Your objective - Exactly the lines from the one with "let mut rng = rand::rng();" to the end of the data below should be set down, and no others.

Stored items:
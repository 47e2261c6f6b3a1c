use crate::device_camera::interface::Frame;
use crate::image_classifier::interface::{ImageClassifier, FLOWER_LABELS};
use crate::library::logger::interface::Logger;
use rand::distr::{Distribution, Uniform};
use std::sync::atomic::{AtomicBool, AtomicUsize, Ordering};
use std::sync::Arc;
use std::time::Duration;

/// Stands in for a real model. Returns scripted scores when given, otherwise
/// a random probability vector.
pub struct ImageClassifierFake {
    logger: Arc<dyn Logger + Send + Sync>,
    scores: Option<Vec<f32>>,
    load_error: Option<String>,
    infer_delay: Duration,
    loaded: AtomicBool,
    infer_calls: AtomicUsize,
    in_flight: AtomicUsize,
    max_in_flight: AtomicUsize,
}

impl ImageClassifierFake {
    pub fn new(logger: Arc<dyn Logger + Send + Sync>) -> Self {
        Self {
            logger: logger.with_namespace("image_classifier").with_namespace("fake"),
            scores: None,
            load_error: None,
            infer_delay: Duration::ZERO,
            loaded: AtomicBool::new(false),
            infer_calls: AtomicUsize::new(0),
            in_flight: AtomicUsize::new(0),
            max_in_flight: AtomicUsize::new(0),
        }
    }

    #[allow(dead_code)]
    pub fn with_scores(mut self, scores: Vec<f32>) -> Self {
        self.scores = Some(scores);
        self
    }

    #[allow(dead_code)]
    pub fn with_load_error(mut self, message: &str) -> Self {
        self.load_error = Some(message.to_string());
        self
    }

    #[allow(dead_code)]
    pub fn with_infer_delay(mut self, delay: Duration) -> Self {
        self.infer_delay = delay;
        self
    }

    #[allow(dead_code)]
    pub fn infer_calls(&self) -> usize {
        self.infer_calls.load(Ordering::SeqCst)
    }

    #[allow(dead_code)]
    pub fn max_in_flight(&self) -> usize {
        self.max_in_flight.load(Ordering::SeqCst)
    }

    fn random_scores(&self) -> Result<Vec<f32>, Box<dyn std::error::Error + Send + Sync>> {
        let mut rng = rand::rng();
        let weight_dist = Uniform::new(0.0f32, 1.0)?;

        let weights: Vec<f32> = (0..FLOWER_LABELS.len())
            .map(|_| weight_dist.sample(&mut rng))
            .collect();
        let total: f32 = weights.iter().sum();

        if total <= f32::EPSILON {
            let even = 1.0 / FLOWER_LABELS.len() as f32;
            return Ok(vec![even; FLOWER_LABELS.len()]);
        }

        Ok(weights.iter().map(|w| w / total).collect())
    }
}

impl ImageClassifier for ImageClassifierFake {
    fn load(&self) -> Result<(), Box<dyn std::error::Error + Send + Sync>> {
        self.logger.info("Loading model...")?;
        if let Some(message) = &self.load_error {
            return Err(message.clone().into());
        }
        self.loaded.store(true, Ordering::SeqCst);
        self.logger.info("Model loaded")?;
        Ok(())
    }

    fn is_loaded(&self) -> bool {
        self.loaded.load(Ordering::SeqCst)
    }

    fn infer(&self, frame: &Frame) -> Result<Vec<f32>, Box<dyn std::error::Error + Send + Sync>> {
        self.logger.info(&format!(
            "Classifying {}x{} frame with fake classifier...",
            frame.width(),
            frame.height()
        ))?;

        self.infer_calls.fetch_add(1, Ordering::SeqCst);
        let in_flight = self.in_flight.fetch_add(1, Ordering::SeqCst) + 1;
        self.max_in_flight.fetch_max(in_flight, Ordering::SeqCst);

        if !self.infer_delay.is_zero() {
            std::thread::sleep(self.infer_delay);
        }

        let scores = match &self.scores {
            Some(scores) => Ok(scores.clone()),
            None => self.random_scores(),
        };

        self.in_flight.fetch_sub(1, Ordering::SeqCst);
        scores
    }
}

Exercise solution -
        let mut rng = rand::rng();
        let weight_dist = Uniform::new(0.0f32, 1.0)?;

        let weights: Vec<f32> = (0..FLOWER_LABELS.len())
            .map(|_| weight_dist.sample(&mut rng))
            .collect();
        let total: f32 = weights.iter().sum();

        if total <= f32::EPSILON {
            let even = 1.0 / FLOWER_LABELS.len() as f32;
            return Ok(vec![even; FLOWER_LABELS.len()]);
        }

        Ok(weights.iter().map(|w| w / total).collect())
    }
}

impl ImageClassifier for ImageClassifierFake {
    fn load(&self) -> Result<(), Box<dyn std::error::Error + Send + Sync>> {
        self.logger.info("Loading model...")?;
        if let Some(message) = &self.load_error {
            return Err(message.clone().into());
        }
        self.loaded.store(true, Ordering::SeqCst);
        self.logger.info("Model loaded")?;
        Ok(())
    }

    fn is_loaded(&self) -> bool {
        self.loaded.load(Ordering::SeqCst)
    }

    fn infer(&self, frame: &Frame) -> Result<Vec<f32>, Box<dyn std::error::Error + Send + Sync>> {
        self.logger.info(&format!(
            "Classifying {}x{} frame with fake classifier...",
            frame.width(),
            frame.height()
        ))?;

        self.infer_calls.fetch_add(1, Ordering::SeqCst);
        let in_flight = self.in_flight.fetch_add(1, Ordering::SeqCst) + 1;
        self.max_in_flight.fetch_max(in_flight, Ordering::SeqCst);

        if !self.infer_delay.is_zero() {
            std::thread::sleep(self.infer_delay);
        }

        let scores = match &self.scores {
            Some(scores) => Ok(scores.clone()),
            None => self.random_scores(),
        };

        self.in_flight.fetch_sub(1, Ordering::SeqCst);
        scores
    }
}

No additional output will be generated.